ASSIGNMENT:
Exactly as given, write out all the entries again.

─── TASK DATA ───

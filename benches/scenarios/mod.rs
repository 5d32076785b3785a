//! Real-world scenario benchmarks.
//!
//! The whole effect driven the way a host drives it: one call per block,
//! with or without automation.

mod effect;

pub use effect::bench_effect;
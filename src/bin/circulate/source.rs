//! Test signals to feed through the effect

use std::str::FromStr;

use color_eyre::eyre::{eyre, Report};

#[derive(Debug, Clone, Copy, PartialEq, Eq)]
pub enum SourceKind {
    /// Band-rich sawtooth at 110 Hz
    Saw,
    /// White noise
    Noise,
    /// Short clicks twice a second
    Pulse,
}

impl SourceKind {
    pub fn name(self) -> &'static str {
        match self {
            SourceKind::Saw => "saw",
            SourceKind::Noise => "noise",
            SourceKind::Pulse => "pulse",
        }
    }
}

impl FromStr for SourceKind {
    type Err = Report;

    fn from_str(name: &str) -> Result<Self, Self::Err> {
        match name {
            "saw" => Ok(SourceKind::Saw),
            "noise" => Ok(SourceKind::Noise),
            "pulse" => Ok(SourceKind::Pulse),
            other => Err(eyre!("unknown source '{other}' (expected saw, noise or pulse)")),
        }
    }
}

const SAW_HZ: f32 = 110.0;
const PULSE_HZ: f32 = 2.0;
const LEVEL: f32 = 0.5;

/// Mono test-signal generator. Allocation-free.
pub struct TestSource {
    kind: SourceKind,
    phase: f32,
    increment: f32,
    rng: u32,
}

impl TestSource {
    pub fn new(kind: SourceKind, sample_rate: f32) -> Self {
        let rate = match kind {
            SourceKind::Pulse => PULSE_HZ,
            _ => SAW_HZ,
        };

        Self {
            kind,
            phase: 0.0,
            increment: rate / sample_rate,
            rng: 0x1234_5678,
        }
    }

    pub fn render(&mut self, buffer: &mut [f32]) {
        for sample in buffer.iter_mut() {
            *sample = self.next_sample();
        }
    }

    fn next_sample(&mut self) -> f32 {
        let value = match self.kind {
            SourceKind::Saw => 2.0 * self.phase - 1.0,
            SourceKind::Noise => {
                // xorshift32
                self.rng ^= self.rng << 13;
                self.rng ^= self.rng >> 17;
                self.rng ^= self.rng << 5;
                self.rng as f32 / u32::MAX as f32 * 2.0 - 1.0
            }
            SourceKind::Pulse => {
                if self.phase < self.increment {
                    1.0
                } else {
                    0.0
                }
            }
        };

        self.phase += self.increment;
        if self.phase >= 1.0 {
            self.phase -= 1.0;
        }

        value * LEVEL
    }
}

───

EXERCISE SOLUTION:
filename benches/scenarios/mod.rs
repository 5d32076785b3785a
//! Real-world scenario benchmarks.
//!
//! The whole effect driven the way a host drives it: one call per block,
//! with or without automation.

mod effect;

pub use effect::bench_effect;
filename src/bin/circulate/source.rs
//! Test signals to feed through the effect

use std::str::FromStr;

use color_eyre::eyre::{eyre, Report};

#[derive(Debug, Clone, Copy, PartialEq, Eq)]
pub enum SourceKind {
    /// Band-rich sawtooth at 110 Hz
    Saw,
    /// White noise
    Noise,
    /// Short clicks twice a second
    Pulse,
}

impl SourceKind {
    pub fn name(self) -> &'static str {
        match self {
            SourceKind::Saw => "saw",
            SourceKind::Noise => "noise",
            SourceKind::Pulse => "pulse",
        }
    }
}

impl FromStr for SourceKind {
    type Err = Report;

    fn from_str(name: &str) -> Result<Self, Self::Err> {
        match name {
            "saw" => Ok(SourceKind::Saw),
            "noise" => Ok(SourceKind::Noise),
            "pulse" => Ok(SourceKind::Pulse),
            other => Err(eyre!("unknown source '{other}' (expected saw, noise or pulse)")),
        }
    }
}

const SAW_HZ: f32 = 110.0;
const PULSE_HZ: f32 = 2.0;
const LEVEL: f32 = 0.5;

/// Mono test-signal generator. Allocation-free.
pub struct TestSource {
    kind: SourceKind,
    phase: f32,
    increment: f32,
    rng: u32,
}

impl TestSource {
    pub fn new(kind: SourceKind, sample_rate: f32) -> Self {
        let rate = match kind {
            SourceKind::Pulse => PULSE_HZ,
            _ => SAW_HZ,
        };

        Self {
            kind,
            phase: 0.0,
            increment: rate / sample_rate,
            rng: 0x1234_5678,
        }
    }

    pub fn render(&mut self, buffer: &mut [f32]) {
        for sample in buffer.iter_mut() {
            *sample = self.next_sample();
        }
    }

    fn next_sample(&mut self) -> f32 {
        let value = match self.kind {
            SourceKind::Saw => 2.0 * self.phase - 1.0,
            SourceKind::Noise => {
                // xorshift32
                self.rng ^= self.rng << 13;
                self.rng ^= self.rng >> 17;
                self.rng ^= self.rng << 5;
                self.rng as f32 / u32::MAX as f32 * 2.0 - 1.0
            }
            SourceKind::Pulse => {
                if self.phase < self.increment {
                    1.0
                } else {
                    0.0
                }
            }
        };

        self.phase += self.increment;
        if self.phase >= 1.0 {
            self.phase -= 1.0;
        }

        value * LEVEL
    }
}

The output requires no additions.